Their work is practical and honest: everyday kitchen knives shaped for real use. Santoku for meat and vegetables. Deba for fish, with the weight and geometry to handle mackerel or horse mackerel while still being handy for general prep. The family lost its original workshop to a mudslide during Unzen’s eruption, then rebuilt it themselves. That resilience sits inside every blade they make.
PHILOSOPHY AND PROCESS

Generations at the Anvil
Hiroyuki learned under his father by watching, not by lecture. He still measures himself against that standard and says he is trying to catch up. Yuuki is eight to nine years into the craft and gets more step-by-step coaching from his grandfather.
They both point to the long road: three years to grasp sharpening, about ten to learn forging, fifteen years at least before you feel confident. Progress is daily, not sudden. The goal is a knife that customers call easy to use and a cut that simply feels right.

Forging With Intent
Work begins by reading colour, not instruments. Orange to yellow signals about 800°C, which is the working window. Too hot and steel can melt. The tang is drawn, then the body is stretched and shaped. Hiroyuki uses shinogi-uchi, striking in a controlled pattern so the blade takes form as it grows. Hit the edge, then the ridge. Never the soft middle.
Done well, the forged blank is already close to final size, which reduces cutting later and keeps the geometry true. Hand forging also leaves subtle undulations that help food release without added holes or grooves.
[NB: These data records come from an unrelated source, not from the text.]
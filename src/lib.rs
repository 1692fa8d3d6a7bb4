//! Facility reservation engine.
//!
//! A [`catalog::Catalog`] describes bookable facilities and how each one is
//! priced. The [`engine::Engine`] accepts booking requests for a facility,
//! date and `HH:MM` time range, rejects any that overlap an existing booking
//! for the same facility and date, prices the rest with [`pricing::price`],
//! and optionally records them in an append-only [`wal::Wal`].

pub mod catalog;
pub mod command;
pub mod engine;
pub mod limits;
pub mod model;
pub mod observability;
pub mod pricing;
pub mod wal;
pub mod wire;
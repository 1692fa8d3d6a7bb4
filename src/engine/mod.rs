mod conflict;
mod error;
mod mutations;
mod queries;
mod store;

pub use error::EngineError;
pub use store::{BucketKey, IntervalStore};

use std::collections::HashMap;
use std::io;
use std::path::Path;
use std::sync::Arc;

use tokio::sync::{Mutex, RwLock};
use tracing::{info, warn};

use crate::catalog::Catalog;
use crate::model::*;
use crate::wal::Wal;

pub type SharedBucket = Arc<RwLock<Bucket>>;

/// The booking service: catalog lookup, conflict check, pricing and commit.
pub struct Engine {
    catalog: Arc<Catalog>,
    pub store: IntervalStore,
    /// `None` runs purely in memory.
    wal: Option<Mutex<Wal>>,
}

impl Engine {
    /// Engine with no log; bookings last as long as the process.
    pub fn in_memory(catalog: Arc<Catalog>) -> Self {
        Self {
            catalog,
            store: IntervalStore::new(),
            wal: None,
        }
    }

    /// Replay the log at `wal_path` into a fresh store, then keep appending to it.
    /// A torn tail is cut off first so new records follow the last valid one.
    pub fn open(catalog: Arc<Catalog>, wal_path: &Path) -> io::Result<Self> {
        let replay = Wal::replay(wal_path)?;
        let replayed = replay.events.len();
        let mut wal = Wal::open(wal_path)?;
        let dropped = wal.discard_tail(replay.valid_len)?;
        if dropped > 0 {
            warn!(
                "discarded {dropped} bytes of torn log tail after offset {}",
                replay.valid_len
            );
        }
        let buckets = restore_buckets(&catalog, replay.events);
        let store = IntervalStore::from_buckets(buckets);
        info!(
            "replayed {replayed} log records into {} buckets from {}",
            store.bucket_count(),
            wal_path.display()
        );
        Ok(Self {
            catalog,
            store,
            wal: Some(Mutex::new(wal)),
        })
    }

    pub fn catalog(&self) -> &Catalog {
        &self.catalog
    }

    pub fn is_persistent(&self) -> bool {
        self.wal.is_some()
    }

    /// Durably record a booking. No-op without a log.
    async fn wal_append(&self, booking: &Booking) -> Result<(), EngineError> {
        let Some(wal) = &self.wal else { return Ok(()) };
        let event = Event::from(booking);
        let started = std::time::Instant::now();
        let result = wal.lock().await.append(&event);
        metrics::histogram!(crate::observability::WAL_APPEND_DURATION_SECONDS)
            .record(started.elapsed().as_secs_f64());
        result.map_err(|e| EngineError::WalError(e.to_string()))
    }
}

/// Rebuild buckets from log records. Records that no longer fit the catalog
/// or the non-overlap invariant are skipped.
fn restore_buckets(catalog: &Catalog, events: Vec<Event>) -> HashMap<BucketKey, Bucket> {
    let mut buckets: HashMap<BucketKey, Bucket> = HashMap::new();
    for event in events {
        let booking = Booking::from(event);
        if !catalog.contains(&booking.facility) {
            warn!(
                "skipping logged booking {} for unknown facility {:?}",
                booking.id, booking.facility
            );
            continue;
        }
        if conflict::validate_interval(&booking.interval).is_err() {
            warn!("skipping logged booking {} with invalid interval", booking.id);
            continue;
        }
        let bucket = buckets
            .entry(BucketKey::new(&booking.facility, &booking.date))
            .or_default();
        if let Err(e) = conflict::check_no_conflict(bucket, &booking.interval) {
            warn!("skipping logged booking {}: {e}", booking.id);
            continue;
        }
        bucket.insert(booking);
    }
    buckets
}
They often work in batches of 100 to 200. It is not about making things cheap. It is about keeping flow and consistency.

Heat, Water, and Finish
After forging comes annealing. Heat, then cool slowly. Hardening uses warm water. Too cold and the steel does not take properly. Red clay is painted along the edge to prevent an insulating air layer during the quench.
Pine is the preferred fuel for its strong flame. The family once made charcoal themselves and plans to repair the charcoal forge. Well water is used to avoid chlorine, which can provoke rust. Grinding follows with careful heat control. Stop while the steel is red with a black tint, not yellow.
Straighten, then move to sharpening. Rough grind first, then final sharpening with Amakusa stone around the 1000 range, clean the burr, buff, and wipe dry. Safety is constant. Bits can fly from wheels, so eyes are protected and splinters are removed with care.
MESSAGE FROM THE MAKERS

“People say, make more. We try. A knife is never finished. There is always something to improve. I learned by watching my father and I still aim to reach him.
When a customer tells us it cuts well or feels easy to use, that is enough to keep going. We rebuild when we must and we work every day to make the next one better.”